From Little Treasures Come Big Stories: Travels Through Death Valley National Park

Photo by Mrs. Geotripper
I returned from Death Valley to a load of work back on campus, but over the next few days I'll be posting on some of our adventures. On Saturday morning, we awoke to sunrise on the Mesquite Dunes east of Stovepipe Wells. We grabbed our packs and notebooks and hit the road. We had a lot of ground to cover.
Oddly enough, for having spent two days getting to Death Valley National Park, one of our first stops was outside of Death Valley National Park. This was for the simple reason that we were looking to understand the nature of the rocks that make up the mountain ranges surrounding Death Valley. Because we didn't have enough time to climb most of the mountains, we would need to see what had rolled out of the mountains during the many flash floods and mudflows that had scoured their flanks over the countless centuries. I have honest students, but their conscience would have had a tough time dealing with all the little treasures they were about to find. So we made sure we were outside the park boundaries when we let them out onto the alluvial fans coming down from the Funeral Mountains. For many of my students it was their first experience in finding a fossil.
Fossil crinoid stems. These are rare in oceans today (they are known as sea lilies), but during the Paleozoic era, they covered the sea floor like fields of wheat, and entire rock layers are composed of their fragments.
To most normal people, 300-400 million years of nearly continuous mud deposition is perhaps not the most exciting process to consider. But if that 300-400 million years covers the latest Proterozoic eon and the all of the Paleozoic era, such activity is irresistible to a paleontologist. A rock sequence that covers that time period contains the evidence of the rise of multicelled life on Earth, as well as the first appearance of all of the extant phyla known (plus a few extinct ones). A phylum, as a biologist will tell you, is one of the broader divisions into which all life can be organized. One phyla, the chordates, contains all the familiar animals with a notochord or backbone (fish, amphibians, reptiles, birds, and mammals). There are dozens of others, including the arthropods (bugs and crustaceans) and the molluscs (snails, clams and squids) which make up most of the species known today. A more or less continuous record of deposition makes it possible to detect patterns and trends in the evolution of life on the planet through time.

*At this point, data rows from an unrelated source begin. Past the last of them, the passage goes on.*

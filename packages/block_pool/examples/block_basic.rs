//! Demonstrates basic usage of `BlockPool`: typed values, growth and element reuse.

use std::num::NonZero;

use block_pool::{BlockPool, DropPolicy};

fn main() {
    println!("=== BlockPool Basic Example ===");
    println!();

    let mut pool = BlockPool::builder().layout_of::<[u64; 4]>().build();

    println!("Element layout: {:?}", pool.item_layout());
    println!("Element stride: {} bytes", pool.element_stride());
    println!();

    // SAFETY: The pool was created with the layout of [u64; 4].
    let values: Vec<_> = (0..100_u64)
        .map(|i| unsafe { pool.insert([i; 4]) }.expect("pool has no capacity limit"))
        .collect();

    println!(
        "After 100 inserts: len = {}, capacity = {}, blocks = {}",
        pool.len(),
        pool.capacity(),
        pool.block_count()
    );

    let reused = *values.get(10).expect("100 values were inserted");

    // SAFETY: The value was inserted as [u64; 4] above and is removed only once.
    let removed = unsafe { pool.remove(reused) };
    println!("Removed value {removed:?}");

    let element = pool.alloc().expect("pool has no capacity limit");
    println!(
        "Next allocation reuses the freed element: {}",
        element.cast::<[u64; 4]>() == reused
    );

    // SAFETY: The element was allocated above and never initialized.
    unsafe { pool.free(element) };

    for value in values.into_iter().filter(|value| *value != reused) {
        // SAFETY: Every remaining value was inserted as [u64; 4] and not yet removed.
        drop(unsafe { pool.remove(value) });
    }

    println!("After removing everything: len = {}", pool.len());
    println!();

    println!("=== Capacity limit ===");

    let mut limited = BlockPool::builder()
        .layout_of::<u32>()
        .capacity_limit(NonZero::new(3).expect("3 is not zero"))
        .drop_policy(DropPolicy::MayReleaseOccupied)
        .build();

    for attempt in 1..=4 {
        let outcome = limited.alloc().map_or("exhausted", |_| "allocated");
        println!("Allocation {attempt}: {outcome}");
    }
}
//! Demonstrates keeping runtime objects in sync with a small content tree.
//!
//! The example uses a background `WorkerPool` for compilation and `ApplyMode::Deferred`, so
//! compiled objects only show up in the world when the "frame loop" calls
//! `update_all_proxies()`.

use std::sync::Arc;
use std::thread;
use std::time::Duration;

use parking_lot::Mutex;
use scene_proxy::{
    ApplyMode, Bounds, CompileError, Compiler, ComponentId, ComponentInfo, ContentNode,
    DirtyFlags, NodeId, Placement, ProxyEngine, RuntimeObject, SelectableId, World,
};

/// A runtime object that is just a labeled unit cube.
struct Cube {
    label: String,
    placement: Placement,
}

impl RuntimeObject for Cube {
    fn set_placement(&mut self, placement: &Placement) {
        self.placement = *placement;
    }

    fn components(&self) -> Vec<ComponentId> {
        Vec::new()
    }

    fn bind_selectable(&mut self, _component: ComponentId, _selectable: SelectableId) {}

    fn apply_selection(&mut self, _highlight_all: bool, _selected: &[ComponentId]) {}

    fn bounds(&self) -> Option<Bounds> {
        let [x, y, z] = self.placement.translation;
        Some(Bounds::new([x, y, z], [x + 1.0, y + 1.0, z + 1.0]))
    }

    fn component_bounds(&self, _component: ComponentId) -> Option<Bounds> {
        None
    }
}

#[derive(Default)]
struct PrintingWorld {
    visible: Mutex<Vec<String>>,
}

impl World for PrintingWorld {
    type Object = Cube;

    fn attach(&self, object: &Cube) {
        println!("  world: attach {}", object.label);
        self.visible.lock().push(object.label.clone());
    }

    fn detach(&self, object: &Cube) {
        println!("  world: detach {}", object.label);
        self.visible.lock().retain(|label| *label != object.label);
    }
}

struct CubeCompiler;

impl Compiler for CubeCompiler {
    type Snapshot = String;
    type Object = Cube;

    fn compile(&self, label: String) -> Result<Cube, CompileError> {
        // Stand-in for loading resources.
        thread::sleep(Duration::from_millis(10));

        Ok(Cube {
            label,
            placement: Placement::IDENTITY,
        })
    }
}

struct SceneNode {
    id: NodeId,
    label: String,
    placement: Placement,
}

impl SceneNode {
    fn new(id: u64) -> Self {
        Self {
            id: NodeId::new(id),
            label: format!("cube-{id}"),
            placement: Placement::IDENTITY,
        }
    }
}

impl ContentNode for SceneNode {
    type Snapshot = String;

    fn id(&self) -> NodeId {
        self.id
    }

    fn placement(&self) -> Placement {
        self.placement
    }

    fn compile_snapshot(&self) -> Option<String> {
        Some(self.label.clone())
    }

    fn is_visible(&self) -> bool {
        true
    }

    fn is_selected(&self) -> bool {
        false
    }

    fn parent(&self) -> Option<&Self> {
        None
    }

    fn components(&self) -> Vec<ComponentInfo> {
        Vec::new()
    }
}

/// Runs "frames" until every queued compile result has been installed.
fn run_frames(engine: &ProxyEngine<PrintingWorld, CubeCompiler>, expected_applied: u64) {
    while engine.stats().applied < expected_applied {
        thread::sleep(Duration::from_millis(5));
        engine.update_all_proxies();
    }
}

fn main() {
    println!("=== Proxy Engine Example ===");

    let engine = ProxyEngine::builder(Arc::new(PrintingWorld::default()), CubeCompiler)
        .apply_mode(ApplyMode::Deferred)
        .build();

    let mut first = SceneNode::new(1);
    let second = SceneNode::new(2);
    let third = SceneNode::new(3);

    println!();
    println!("Creating proxies:");
    for node in [&first, &second, &third] {
        let handle = engine.create_proxy(node).expect("node has no proxy yet");
        println!("  {} -> {handle:?}", node.id);
    }

    run_frames(&engine, 3);
    println!("World now shows {:?}", engine.world().visible.lock());

    println!();
    println!("Moving and relabeling {}:", first.id);
    first.placement = Placement::from_translation([10.0, 0.0, 0.0]);
    first.label = "cube-1-renamed".to_string();

    let mut flags = DirtyFlags::TRANSFORM | DirtyFlags::CONTENT;
    engine.update_proxy(&first, &mut flags);

    run_frames(&engine, 4);
    println!(
        "  bounds of {}: {:?}",
        first.id,
        engine.proxy_bounds(first.id)
    );

    println!();
    println!("Removing {}:", third.id);
    engine.remove_proxy(third.id);

    println!();
    println!("Final stats: {:?}", engine.stats());

    println!();
    println!("Clearing all proxies:");
    engine.clear_all_proxies();
}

Grand Canyon National Park has a similar range of rocks exposed in the depths of the gorge, but huge pieces of the story are missing because of episodes of erosion. Where the Grand Canyon has about 4,000 feet of Paleozoic sediments, Death Valley has more like 20,000 feet! How can 20,000 feet of sediment fit into a mountain range that rises no more than 5,000-6,000 feet above Death Valley and other grabens in the region? If you look at the photo of the Funeral Mountains below, the answer is apparent: the sediments in the mountain range have been tilted. To walk through 400 million years of Earth history, we need only to walk a few miles along the base of the mountains.

How is it that sediments could accumulate for such a long time in such stable conditions? Most parts of the crust of the Earth are wracked by extreme tectonic activity like volcanism, folding, and faulting. The Paleozoic rocks of Death Valley accumulated in one of the most geologically "gentle" environments on the planet: a passive continental margin. A billion or so years ago, most of the world's continents were combined in a supercontinent we now call Rodinia. The continent began to break up at the end of the Proterozoic, which is a process that involves severe faulting and rifting, along with vigorous volcanic activity, but as the continents moved further and further apart, the processes became less active and finally stopped. The edges of the continents became a site of more or less continuous shallow marine deposition, and as more sediments were laid down, the crust slowly sank beneath the weight, allowing even more sediments to accumulate.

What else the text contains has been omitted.